I ascribe this to an oddity of the climate control system … it’s invisible. For example, I’ve shown that the time of onset of tropical clouds has a huge effect on incoming solar radiation, with a change of about ten minutes in onset time being enough to counteract a doubling of CO2. But no one would ever notice such a small change.

So we can see the cooling effect of the volcanoes where it is occurring … but what we can’t see is the response of the rest of the climate system to that cooling. And so, the myth of the volcanic fingerprints stays alive, despite lots of evidence that while they have large local effects, their global effect is trivially small.

Best to all,

w.

PS—The IPCC claims that the explanation for the “pause” in warming is half due to “natural variations”, a quarter is solar, and a quarter is from volcanoes. Here’s the truly bizarre part. In the last couple decades, using round numbers, the IPCC predicted about 0.4°C of warming … which hasn’t happened. So if a quarter of that (0.1°C) is volcanoes, and the recent volcanic forcing is (by their own numbers) about 0.1 W/m2, they’re saying that the climate sensitivity is 3.7° per doubling of CO2.

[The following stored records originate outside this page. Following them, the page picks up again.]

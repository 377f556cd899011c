//! Latency ping server
//!
//! A tiny standalone service for measuring round trips from the browser,
//! over plain HTTP (`/ping`) or a WebSocket (`/ws`).

use anyhow::Result;
use axum::{
    extract::{
        ws::{Message, WebSocket},
        State, WebSocketUpgrade,
    },
    http::header,
    response::IntoResponse,
    routing::get,
    Json, Router,
};
use chrono::{DateTime, Local};
use serde::Serialize;
use serde_json::json;
use std::time::{Duration, Instant};
use tower_http::{
    catch_panic::CatchPanicLayer,
    compression::CompressionLayer,
    request_id::{MakeRequestUuid, PropagateRequestIdLayer, SetRequestIdLayer},
    timeout::TimeoutLayer,
    trace::TraceLayer,
};

use crate::server::shutdown_signal;

const REQUEST_TIMEOUT: Duration = Duration::from_secs(15);

#[derive(Clone, Copy)]
struct PingState {
    started: Instant,
}

/// Reply to a ping
#[derive(Debug, Clone, Serialize)]
#[serde(rename_all = "camelCase")]
pub struct PingResponse {
    pub server_time: DateTime<Local>,
    /// Unix milliseconds
    pub timestamp: i64,
    /// Nanoseconds since the server started
    pub uptime: u64,
}

impl PingResponse {
    fn since(started: Instant) -> Self {
        let now = Local::now();
        Self {
            server_time: now,
            timestamp: now.timestamp_millis(),
            uptime: u64::try_from(started.elapsed().as_nanos()).unwrap_or(u64::MAX),
        }
    }
}

pub fn router() -> Router {
    let state = PingState {
        started: Instant::now(),
    };

    Router::new()
        .route("/", get(hello))
        .route("/health", get(health))
        .route("/ping", get(ping))
        .route("/ws", get(websocket))
        .with_state(state)
        .layer(CatchPanicLayer::new())
        .layer(TimeoutLayer::new(REQUEST_TIMEOUT))
        .layer(CompressionLayer::new())
        .layer(PropagateRequestIdLayer::x_request_id())
        .layer(TraceLayer::new_for_http())
        .layer(SetRequestIdLayer::x_request_id(MakeRequestUuid))
}

/// Run the ping server on `addr` until Ctrl+C
pub async fn start(addr: &str) -> Result<()> {
    let listener = tokio::net::TcpListener::bind(addr).await?;
    println!("Ping server running at http://{}", listener.local_addr()?);

    axum::serve(listener, router())
        .with_graceful_shutdown(shutdown_signal())
        .await?;
    Ok(())
}

async fn hello() -> Json<serde_json::Value> {
    Json(json!({ "message": "Hello, World!", "status": "ok" }))
}

async fn health() -> Json<serde_json::Value> {
    Json(json!({ "status": "ok" }))
}

async fn ping(State(state): State<PingState>) -> impl IntoResponse {
    (
        [(header::CACHE_CONTROL, "no-cache")],
        Json(PingResponse::since(state.started)),
    )
}

async fn websocket(ws: WebSocketUpgrade, State(state): State<PingState>) -> impl IntoResponse {
    ws.on_upgrade(move |socket| handle_socket(socket, state.started))
}

/// Answer every JSON object with a ping response until the client stops
async fn handle_socket(mut socket: WebSocket, started: Instant) {
    tracing::debug!("WebSocket client connected");

    while let Some(msg) = socket.recv().await {
        let reply = match msg {
            Ok(Message::Text(text)) => reply_to(text.as_bytes(), started),
            Ok(Message::Binary(data)) => reply_to(&data, started),
            Ok(Message::Ping(data)) => {
                if socket.send(Message::Pong(data)).await.is_err() {
                    break;
                }
                continue;
            }
            Ok(Message::Pong(_)) => continue,
            Ok(Message::Close(_)) => break,
            Err(e) => {
                tracing::debug!("WebSocket error: {}", e);
                break;
            }
        };

        let Some(reply) = reply else {
            tracing::debug!("Ignoring non-JSON message, closing");
            break;
        };
        if socket.send(Message::Text(reply)).await.is_err() {
            break;
        }
    }

    tracing::debug!("WebSocket client disconnected");
}

/// Serialized ping response if `message` is a JSON object
fn reply_to(message: &[u8], started: Instant) -> Option<String> {
    serde_json::from_slice::<serde_json::Map<String, serde_json::Value>>(message).ok()?;
    serde_json::to_string(&PingResponse::since(started)).ok()
}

Of course, if that were the case we’d have seen a drop of about 3°C from Pinatubo … and I fear that I don’t see that in the records.

They just throw out these claims … but they don’t run the numbers, and they don’t think them through to the end.

Notes and Data

For the value of the forcing, I have not used the instantaneous value of the volcanic forcing, which is called “Fi“. Instead, I’ve used the effective forcing “Fe“, which is the value of the forcing after the system has completely adjusted to the changes. As you might expect, Fi is larger than Fe. See the spreadsheet containing the data for the details.

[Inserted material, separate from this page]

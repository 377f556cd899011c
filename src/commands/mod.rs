//! CLI subcommands that inspect content without starting a server

pub mod list;
pub mod show;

As a result, what I have calculated here is NOT the transient climate response (TCR). It is the equilibrium climate sensitivity (ECS).

For confirmation, the same result is obtained by first using the instantaneous forcing Fi to calculate the TCR, and then using the TCR to calculate the ECS.

Further confirmation comes from doing a full interative lagged analysis (not shown), using the formula for a lagged linear relationship, viz:

T2 = T1 + lambda (F2 – F1) (1 – exp(-1/tau)) + exp(-1/tau) (T1 – T0)

where T is temperature, F is forcing, lambda is the proportionality coefficient, and tau is the time constant.

That analysis gives the same result for the trend, 0.18°C/doubling of CO2. The time constant tau was also quite similar, with the best fit at 6.4 months lag between forcing and response.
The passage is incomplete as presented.